Stopping at the line that holds "use serde_json::json;", repeat the lines below exactly, starting from the very first and including that final line.
==============================
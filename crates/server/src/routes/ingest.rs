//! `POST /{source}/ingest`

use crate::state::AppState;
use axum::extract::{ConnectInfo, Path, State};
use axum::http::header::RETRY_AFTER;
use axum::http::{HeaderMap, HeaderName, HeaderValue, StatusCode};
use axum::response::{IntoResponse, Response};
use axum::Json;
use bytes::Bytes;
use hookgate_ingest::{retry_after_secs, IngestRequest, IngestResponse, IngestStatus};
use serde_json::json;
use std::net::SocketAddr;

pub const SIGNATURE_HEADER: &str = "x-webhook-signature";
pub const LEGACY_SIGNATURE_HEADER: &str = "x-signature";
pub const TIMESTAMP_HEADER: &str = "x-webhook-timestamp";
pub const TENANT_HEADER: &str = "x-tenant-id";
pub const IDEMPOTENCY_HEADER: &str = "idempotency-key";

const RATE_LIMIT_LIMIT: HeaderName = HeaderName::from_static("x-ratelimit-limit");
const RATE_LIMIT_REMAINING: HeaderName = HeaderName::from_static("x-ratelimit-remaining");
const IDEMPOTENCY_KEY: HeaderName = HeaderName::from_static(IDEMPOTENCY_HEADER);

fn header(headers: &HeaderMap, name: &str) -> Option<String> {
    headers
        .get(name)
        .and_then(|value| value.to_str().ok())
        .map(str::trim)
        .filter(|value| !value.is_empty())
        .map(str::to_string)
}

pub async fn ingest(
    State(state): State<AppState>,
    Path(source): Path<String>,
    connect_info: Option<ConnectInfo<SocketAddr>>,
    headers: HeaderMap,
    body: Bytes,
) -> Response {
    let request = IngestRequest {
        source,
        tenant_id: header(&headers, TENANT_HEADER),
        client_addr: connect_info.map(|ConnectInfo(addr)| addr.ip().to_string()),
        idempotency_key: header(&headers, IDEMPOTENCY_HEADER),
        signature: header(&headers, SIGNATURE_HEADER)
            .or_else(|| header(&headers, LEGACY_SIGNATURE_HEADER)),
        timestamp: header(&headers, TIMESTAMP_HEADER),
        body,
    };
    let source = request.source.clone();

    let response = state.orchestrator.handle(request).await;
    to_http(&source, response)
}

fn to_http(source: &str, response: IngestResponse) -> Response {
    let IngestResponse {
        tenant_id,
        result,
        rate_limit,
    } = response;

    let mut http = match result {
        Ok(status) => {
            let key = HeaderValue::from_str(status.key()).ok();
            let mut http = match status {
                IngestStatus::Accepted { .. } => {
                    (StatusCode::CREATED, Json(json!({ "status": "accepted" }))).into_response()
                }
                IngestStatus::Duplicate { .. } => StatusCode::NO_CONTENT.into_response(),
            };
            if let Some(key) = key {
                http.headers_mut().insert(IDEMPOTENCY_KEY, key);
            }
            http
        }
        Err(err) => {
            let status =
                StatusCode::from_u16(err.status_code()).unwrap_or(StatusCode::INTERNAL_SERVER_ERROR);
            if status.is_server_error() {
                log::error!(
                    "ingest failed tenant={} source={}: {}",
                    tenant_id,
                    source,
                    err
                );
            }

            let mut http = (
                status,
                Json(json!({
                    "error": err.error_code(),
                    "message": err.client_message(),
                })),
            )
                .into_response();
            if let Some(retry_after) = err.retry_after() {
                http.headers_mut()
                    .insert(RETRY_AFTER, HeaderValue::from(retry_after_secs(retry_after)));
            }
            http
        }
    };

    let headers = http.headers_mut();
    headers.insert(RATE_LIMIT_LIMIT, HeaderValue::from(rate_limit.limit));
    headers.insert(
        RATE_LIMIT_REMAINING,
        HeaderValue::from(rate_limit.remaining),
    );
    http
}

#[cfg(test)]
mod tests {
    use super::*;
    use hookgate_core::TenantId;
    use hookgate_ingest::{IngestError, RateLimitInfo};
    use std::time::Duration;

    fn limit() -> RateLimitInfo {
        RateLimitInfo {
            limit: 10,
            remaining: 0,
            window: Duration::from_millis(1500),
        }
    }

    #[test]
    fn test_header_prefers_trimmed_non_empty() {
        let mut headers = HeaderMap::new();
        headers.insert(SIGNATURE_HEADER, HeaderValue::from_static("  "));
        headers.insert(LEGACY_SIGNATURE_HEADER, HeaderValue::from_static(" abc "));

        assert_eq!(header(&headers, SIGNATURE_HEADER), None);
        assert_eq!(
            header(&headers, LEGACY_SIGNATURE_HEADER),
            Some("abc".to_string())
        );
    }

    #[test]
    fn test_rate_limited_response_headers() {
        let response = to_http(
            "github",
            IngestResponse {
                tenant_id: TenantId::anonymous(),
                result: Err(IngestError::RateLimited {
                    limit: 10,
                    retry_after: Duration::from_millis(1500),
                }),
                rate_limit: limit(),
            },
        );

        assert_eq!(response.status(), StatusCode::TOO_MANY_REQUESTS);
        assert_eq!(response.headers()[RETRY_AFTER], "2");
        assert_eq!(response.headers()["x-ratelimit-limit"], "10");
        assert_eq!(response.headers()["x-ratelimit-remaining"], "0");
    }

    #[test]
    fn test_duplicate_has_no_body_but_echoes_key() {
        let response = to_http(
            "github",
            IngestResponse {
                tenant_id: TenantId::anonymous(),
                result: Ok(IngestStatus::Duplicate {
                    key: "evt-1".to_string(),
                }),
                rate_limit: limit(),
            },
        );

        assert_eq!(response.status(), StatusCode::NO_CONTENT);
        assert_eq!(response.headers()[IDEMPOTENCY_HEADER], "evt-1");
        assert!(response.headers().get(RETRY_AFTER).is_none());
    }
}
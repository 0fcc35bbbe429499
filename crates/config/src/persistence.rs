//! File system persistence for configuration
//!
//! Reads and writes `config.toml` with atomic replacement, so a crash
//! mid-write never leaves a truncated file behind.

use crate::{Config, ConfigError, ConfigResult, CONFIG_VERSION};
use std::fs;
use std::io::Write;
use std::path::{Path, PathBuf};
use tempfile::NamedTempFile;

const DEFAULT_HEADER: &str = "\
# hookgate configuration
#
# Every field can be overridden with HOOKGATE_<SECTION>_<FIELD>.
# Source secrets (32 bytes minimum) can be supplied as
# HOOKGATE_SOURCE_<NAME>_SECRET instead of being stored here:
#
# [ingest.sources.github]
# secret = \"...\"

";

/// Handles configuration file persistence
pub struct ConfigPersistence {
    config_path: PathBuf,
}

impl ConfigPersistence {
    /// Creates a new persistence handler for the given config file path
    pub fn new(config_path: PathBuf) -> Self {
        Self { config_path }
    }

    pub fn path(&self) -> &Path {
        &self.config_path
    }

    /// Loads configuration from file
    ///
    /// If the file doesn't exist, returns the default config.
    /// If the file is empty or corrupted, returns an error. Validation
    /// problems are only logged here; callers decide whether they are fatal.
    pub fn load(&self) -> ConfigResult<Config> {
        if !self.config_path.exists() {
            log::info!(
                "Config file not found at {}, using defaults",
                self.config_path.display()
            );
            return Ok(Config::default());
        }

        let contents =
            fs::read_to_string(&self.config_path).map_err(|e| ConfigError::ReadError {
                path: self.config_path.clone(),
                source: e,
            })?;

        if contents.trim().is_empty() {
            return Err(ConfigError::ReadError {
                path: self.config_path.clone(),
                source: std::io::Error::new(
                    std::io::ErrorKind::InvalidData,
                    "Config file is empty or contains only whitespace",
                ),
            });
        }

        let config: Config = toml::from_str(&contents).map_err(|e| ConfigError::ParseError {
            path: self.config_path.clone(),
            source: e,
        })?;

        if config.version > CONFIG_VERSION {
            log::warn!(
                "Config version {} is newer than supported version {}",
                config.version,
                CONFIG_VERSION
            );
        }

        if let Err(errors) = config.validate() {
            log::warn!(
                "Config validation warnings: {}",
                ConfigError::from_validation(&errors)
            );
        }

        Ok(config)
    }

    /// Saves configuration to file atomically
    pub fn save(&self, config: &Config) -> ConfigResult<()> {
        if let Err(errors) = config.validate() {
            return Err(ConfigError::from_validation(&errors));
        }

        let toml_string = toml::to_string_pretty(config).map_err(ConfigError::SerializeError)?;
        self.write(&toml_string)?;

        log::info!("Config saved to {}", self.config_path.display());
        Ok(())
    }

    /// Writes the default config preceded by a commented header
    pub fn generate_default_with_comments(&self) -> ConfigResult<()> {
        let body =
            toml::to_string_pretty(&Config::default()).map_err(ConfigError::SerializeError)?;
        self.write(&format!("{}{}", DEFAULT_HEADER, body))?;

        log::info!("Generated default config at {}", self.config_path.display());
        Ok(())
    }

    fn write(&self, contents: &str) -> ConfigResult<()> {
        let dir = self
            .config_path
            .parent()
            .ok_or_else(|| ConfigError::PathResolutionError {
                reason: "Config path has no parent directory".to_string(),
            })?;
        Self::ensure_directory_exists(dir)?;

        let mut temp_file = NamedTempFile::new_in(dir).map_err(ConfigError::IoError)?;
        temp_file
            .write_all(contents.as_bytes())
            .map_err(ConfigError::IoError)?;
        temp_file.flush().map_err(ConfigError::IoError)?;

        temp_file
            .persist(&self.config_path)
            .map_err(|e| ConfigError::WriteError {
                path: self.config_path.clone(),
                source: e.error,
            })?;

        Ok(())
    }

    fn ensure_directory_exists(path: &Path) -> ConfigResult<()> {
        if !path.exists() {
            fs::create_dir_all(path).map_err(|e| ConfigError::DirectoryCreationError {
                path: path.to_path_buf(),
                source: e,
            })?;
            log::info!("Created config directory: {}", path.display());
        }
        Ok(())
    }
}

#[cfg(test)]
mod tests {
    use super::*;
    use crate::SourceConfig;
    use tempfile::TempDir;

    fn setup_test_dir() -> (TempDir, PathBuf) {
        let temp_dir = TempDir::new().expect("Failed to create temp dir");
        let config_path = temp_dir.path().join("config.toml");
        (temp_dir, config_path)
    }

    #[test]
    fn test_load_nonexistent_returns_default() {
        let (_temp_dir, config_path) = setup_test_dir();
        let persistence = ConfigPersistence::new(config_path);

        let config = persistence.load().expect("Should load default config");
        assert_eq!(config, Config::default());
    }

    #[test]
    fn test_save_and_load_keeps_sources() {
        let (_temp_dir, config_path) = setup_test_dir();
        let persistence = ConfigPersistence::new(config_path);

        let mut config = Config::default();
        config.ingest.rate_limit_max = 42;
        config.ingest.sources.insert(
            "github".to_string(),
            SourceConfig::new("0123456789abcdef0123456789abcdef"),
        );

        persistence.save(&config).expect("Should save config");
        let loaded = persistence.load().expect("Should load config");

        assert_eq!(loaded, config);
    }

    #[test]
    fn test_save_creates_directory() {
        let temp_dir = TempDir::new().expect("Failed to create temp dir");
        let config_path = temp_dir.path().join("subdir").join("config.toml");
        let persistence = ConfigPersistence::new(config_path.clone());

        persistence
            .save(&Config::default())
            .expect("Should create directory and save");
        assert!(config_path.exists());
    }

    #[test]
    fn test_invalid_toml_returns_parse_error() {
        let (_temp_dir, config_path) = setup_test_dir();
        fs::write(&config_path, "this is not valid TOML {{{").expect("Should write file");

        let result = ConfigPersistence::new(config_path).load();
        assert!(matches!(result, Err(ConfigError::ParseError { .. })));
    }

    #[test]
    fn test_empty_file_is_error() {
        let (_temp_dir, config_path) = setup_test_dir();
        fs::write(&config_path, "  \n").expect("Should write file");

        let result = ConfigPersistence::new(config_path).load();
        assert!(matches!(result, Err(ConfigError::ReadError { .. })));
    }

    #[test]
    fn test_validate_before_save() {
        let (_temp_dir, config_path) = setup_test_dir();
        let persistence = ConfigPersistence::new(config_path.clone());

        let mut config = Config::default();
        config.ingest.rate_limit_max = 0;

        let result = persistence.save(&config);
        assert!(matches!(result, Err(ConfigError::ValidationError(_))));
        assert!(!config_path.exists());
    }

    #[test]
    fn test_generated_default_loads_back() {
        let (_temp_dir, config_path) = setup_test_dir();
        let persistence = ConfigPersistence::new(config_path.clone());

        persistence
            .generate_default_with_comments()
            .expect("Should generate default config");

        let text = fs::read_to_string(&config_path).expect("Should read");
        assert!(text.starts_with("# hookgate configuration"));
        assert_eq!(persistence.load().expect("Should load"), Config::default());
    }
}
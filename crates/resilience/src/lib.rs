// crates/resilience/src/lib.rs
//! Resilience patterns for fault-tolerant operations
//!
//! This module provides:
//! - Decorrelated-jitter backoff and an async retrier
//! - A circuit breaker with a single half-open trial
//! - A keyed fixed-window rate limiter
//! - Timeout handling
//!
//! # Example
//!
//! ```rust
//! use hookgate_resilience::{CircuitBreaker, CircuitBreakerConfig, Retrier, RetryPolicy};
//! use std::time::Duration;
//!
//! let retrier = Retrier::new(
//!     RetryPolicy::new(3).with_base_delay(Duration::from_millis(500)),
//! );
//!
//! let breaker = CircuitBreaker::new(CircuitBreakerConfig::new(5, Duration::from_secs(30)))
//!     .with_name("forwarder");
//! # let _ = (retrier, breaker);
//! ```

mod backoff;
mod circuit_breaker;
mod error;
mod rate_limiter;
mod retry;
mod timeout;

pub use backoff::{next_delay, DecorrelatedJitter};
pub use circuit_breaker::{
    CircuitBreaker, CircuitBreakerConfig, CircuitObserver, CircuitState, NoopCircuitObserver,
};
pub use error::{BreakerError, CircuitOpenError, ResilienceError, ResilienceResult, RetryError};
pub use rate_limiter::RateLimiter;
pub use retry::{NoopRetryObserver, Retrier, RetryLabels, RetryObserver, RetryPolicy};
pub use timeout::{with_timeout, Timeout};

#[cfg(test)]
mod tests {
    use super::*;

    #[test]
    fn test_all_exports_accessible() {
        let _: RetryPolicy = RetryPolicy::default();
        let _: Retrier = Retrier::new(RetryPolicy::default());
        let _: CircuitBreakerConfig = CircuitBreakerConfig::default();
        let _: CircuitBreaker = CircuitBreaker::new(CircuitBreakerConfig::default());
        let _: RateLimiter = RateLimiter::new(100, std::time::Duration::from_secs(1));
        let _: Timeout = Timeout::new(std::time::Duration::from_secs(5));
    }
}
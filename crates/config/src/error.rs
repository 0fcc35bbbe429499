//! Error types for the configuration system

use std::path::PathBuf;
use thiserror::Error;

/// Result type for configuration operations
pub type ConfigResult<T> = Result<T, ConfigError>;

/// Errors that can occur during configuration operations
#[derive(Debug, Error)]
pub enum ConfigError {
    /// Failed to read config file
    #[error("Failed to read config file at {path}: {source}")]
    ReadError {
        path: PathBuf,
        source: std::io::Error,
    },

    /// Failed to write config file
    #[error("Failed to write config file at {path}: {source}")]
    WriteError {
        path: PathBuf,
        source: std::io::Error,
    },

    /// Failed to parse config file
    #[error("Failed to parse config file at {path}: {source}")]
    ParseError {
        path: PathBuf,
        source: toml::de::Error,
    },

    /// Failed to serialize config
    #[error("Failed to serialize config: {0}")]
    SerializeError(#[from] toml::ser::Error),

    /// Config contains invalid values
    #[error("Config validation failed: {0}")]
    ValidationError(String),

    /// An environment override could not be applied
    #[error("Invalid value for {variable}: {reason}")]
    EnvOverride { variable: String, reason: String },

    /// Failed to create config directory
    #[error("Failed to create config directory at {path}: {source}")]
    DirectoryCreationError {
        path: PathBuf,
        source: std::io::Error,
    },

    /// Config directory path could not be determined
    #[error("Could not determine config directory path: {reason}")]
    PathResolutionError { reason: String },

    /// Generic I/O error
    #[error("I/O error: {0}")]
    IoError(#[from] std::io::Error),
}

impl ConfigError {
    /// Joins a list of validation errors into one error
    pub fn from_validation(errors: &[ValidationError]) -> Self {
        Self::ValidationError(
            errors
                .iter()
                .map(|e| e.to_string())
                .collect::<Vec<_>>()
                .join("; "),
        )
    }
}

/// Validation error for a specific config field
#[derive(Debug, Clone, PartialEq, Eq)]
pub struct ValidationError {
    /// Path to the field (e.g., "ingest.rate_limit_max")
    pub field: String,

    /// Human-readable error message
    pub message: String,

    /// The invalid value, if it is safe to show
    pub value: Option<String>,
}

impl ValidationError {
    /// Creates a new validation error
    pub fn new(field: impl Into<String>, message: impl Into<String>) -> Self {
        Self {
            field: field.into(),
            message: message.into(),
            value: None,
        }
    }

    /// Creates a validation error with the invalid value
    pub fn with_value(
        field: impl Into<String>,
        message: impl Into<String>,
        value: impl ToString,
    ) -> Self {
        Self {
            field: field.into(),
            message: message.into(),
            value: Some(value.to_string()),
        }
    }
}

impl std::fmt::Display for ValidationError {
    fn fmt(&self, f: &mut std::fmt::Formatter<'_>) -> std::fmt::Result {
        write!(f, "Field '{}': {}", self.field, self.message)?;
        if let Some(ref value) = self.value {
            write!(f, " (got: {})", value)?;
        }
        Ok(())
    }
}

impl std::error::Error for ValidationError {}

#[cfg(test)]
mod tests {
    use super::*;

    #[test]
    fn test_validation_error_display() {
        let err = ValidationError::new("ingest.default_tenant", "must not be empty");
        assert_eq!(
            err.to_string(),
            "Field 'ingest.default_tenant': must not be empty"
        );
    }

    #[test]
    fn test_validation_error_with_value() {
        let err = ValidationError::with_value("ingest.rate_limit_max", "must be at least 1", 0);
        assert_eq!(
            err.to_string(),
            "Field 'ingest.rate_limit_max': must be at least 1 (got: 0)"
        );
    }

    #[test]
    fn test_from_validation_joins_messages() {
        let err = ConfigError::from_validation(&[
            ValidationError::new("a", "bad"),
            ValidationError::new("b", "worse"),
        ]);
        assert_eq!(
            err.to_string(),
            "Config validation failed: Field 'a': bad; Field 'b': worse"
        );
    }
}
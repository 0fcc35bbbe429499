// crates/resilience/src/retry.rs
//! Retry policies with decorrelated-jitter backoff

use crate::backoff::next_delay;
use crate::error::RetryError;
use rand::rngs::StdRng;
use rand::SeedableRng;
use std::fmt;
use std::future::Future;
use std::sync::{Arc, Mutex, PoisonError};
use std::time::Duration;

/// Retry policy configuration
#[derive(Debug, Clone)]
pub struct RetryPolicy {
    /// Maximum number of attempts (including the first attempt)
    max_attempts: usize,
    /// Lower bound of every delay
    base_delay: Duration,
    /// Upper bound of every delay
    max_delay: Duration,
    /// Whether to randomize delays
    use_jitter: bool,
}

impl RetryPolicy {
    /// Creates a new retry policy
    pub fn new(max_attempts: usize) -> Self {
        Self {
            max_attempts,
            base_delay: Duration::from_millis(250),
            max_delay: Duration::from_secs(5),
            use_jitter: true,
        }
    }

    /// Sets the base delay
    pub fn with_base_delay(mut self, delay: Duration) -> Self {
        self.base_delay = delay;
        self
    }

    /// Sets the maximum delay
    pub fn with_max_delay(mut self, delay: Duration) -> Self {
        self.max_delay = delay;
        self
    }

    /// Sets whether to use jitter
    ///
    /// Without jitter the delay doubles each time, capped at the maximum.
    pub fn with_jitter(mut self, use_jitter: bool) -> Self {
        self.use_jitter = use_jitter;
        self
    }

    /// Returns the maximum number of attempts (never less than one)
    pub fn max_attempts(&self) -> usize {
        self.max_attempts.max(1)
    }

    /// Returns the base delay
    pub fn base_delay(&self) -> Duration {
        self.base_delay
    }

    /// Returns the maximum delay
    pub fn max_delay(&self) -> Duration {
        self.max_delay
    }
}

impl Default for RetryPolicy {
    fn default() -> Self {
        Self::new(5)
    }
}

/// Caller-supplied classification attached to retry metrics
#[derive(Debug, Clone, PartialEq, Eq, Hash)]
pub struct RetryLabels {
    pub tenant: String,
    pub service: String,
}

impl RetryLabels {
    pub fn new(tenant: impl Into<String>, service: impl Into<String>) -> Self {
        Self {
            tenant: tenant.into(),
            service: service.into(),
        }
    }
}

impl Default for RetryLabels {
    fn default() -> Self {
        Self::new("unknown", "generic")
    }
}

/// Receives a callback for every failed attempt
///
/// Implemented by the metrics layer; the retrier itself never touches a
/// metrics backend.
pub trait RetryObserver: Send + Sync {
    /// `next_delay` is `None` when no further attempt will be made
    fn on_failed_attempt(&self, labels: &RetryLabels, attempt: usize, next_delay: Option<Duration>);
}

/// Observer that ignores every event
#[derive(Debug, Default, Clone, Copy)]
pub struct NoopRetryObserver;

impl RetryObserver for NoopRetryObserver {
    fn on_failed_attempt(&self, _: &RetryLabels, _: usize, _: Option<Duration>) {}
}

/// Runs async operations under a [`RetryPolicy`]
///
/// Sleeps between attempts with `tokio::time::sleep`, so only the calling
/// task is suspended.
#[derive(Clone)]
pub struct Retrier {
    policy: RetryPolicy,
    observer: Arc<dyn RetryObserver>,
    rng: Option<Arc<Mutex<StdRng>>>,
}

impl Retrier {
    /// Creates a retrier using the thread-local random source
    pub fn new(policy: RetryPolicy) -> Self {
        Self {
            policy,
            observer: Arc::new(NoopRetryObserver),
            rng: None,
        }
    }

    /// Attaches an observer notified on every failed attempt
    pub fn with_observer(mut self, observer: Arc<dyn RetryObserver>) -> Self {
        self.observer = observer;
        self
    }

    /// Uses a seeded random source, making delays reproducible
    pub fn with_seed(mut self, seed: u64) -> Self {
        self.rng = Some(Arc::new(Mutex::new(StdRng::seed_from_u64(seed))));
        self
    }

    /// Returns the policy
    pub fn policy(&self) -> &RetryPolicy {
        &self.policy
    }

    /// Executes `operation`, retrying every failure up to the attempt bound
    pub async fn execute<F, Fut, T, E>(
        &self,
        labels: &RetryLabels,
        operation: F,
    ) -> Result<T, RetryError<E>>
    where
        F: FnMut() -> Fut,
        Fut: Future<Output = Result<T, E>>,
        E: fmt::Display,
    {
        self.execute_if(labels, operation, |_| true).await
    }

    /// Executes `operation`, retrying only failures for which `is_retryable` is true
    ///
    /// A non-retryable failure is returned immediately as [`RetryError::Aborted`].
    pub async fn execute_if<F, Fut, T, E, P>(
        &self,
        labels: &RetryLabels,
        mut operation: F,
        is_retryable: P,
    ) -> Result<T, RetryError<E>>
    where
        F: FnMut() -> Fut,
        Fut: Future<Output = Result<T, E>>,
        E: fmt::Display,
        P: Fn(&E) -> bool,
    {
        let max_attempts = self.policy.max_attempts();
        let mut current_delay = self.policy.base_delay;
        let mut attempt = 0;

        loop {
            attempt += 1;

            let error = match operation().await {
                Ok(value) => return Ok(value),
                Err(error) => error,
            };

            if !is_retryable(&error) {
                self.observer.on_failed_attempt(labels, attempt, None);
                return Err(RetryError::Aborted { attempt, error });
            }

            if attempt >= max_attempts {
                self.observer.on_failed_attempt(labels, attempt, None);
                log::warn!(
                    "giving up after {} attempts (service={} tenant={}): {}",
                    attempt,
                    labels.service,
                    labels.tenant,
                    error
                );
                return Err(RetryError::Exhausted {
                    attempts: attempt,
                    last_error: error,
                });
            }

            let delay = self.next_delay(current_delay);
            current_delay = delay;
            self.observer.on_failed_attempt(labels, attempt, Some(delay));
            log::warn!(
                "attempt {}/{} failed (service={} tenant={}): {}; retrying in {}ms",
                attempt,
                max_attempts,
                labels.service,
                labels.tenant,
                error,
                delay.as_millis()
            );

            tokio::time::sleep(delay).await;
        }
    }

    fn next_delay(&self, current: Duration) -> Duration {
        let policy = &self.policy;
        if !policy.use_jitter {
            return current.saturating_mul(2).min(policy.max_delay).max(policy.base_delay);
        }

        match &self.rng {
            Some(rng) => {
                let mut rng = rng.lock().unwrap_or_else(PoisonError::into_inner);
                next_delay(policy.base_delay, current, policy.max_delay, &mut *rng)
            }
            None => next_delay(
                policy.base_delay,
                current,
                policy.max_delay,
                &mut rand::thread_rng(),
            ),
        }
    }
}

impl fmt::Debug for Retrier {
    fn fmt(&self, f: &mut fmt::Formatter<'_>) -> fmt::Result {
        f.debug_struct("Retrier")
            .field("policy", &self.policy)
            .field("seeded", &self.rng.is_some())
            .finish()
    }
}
==============================
• **ANSWER TO THIS PROBLEM**:
filename crates/server/src/routes/ingest.rs
//! `POST /{source}/ingest`

use crate::state::AppState;
use axum::extract::{ConnectInfo, Path, State};
use axum::http::header::RETRY_AFTER;
use axum::http::{HeaderMap, HeaderName, HeaderValue, StatusCode};
use axum::response::{IntoResponse, Response};
use axum::Json;
use bytes::Bytes;
use hookgate_ingest::{retry_after_secs, IngestRequest, IngestResponse, IngestStatus};
use serde_json::json;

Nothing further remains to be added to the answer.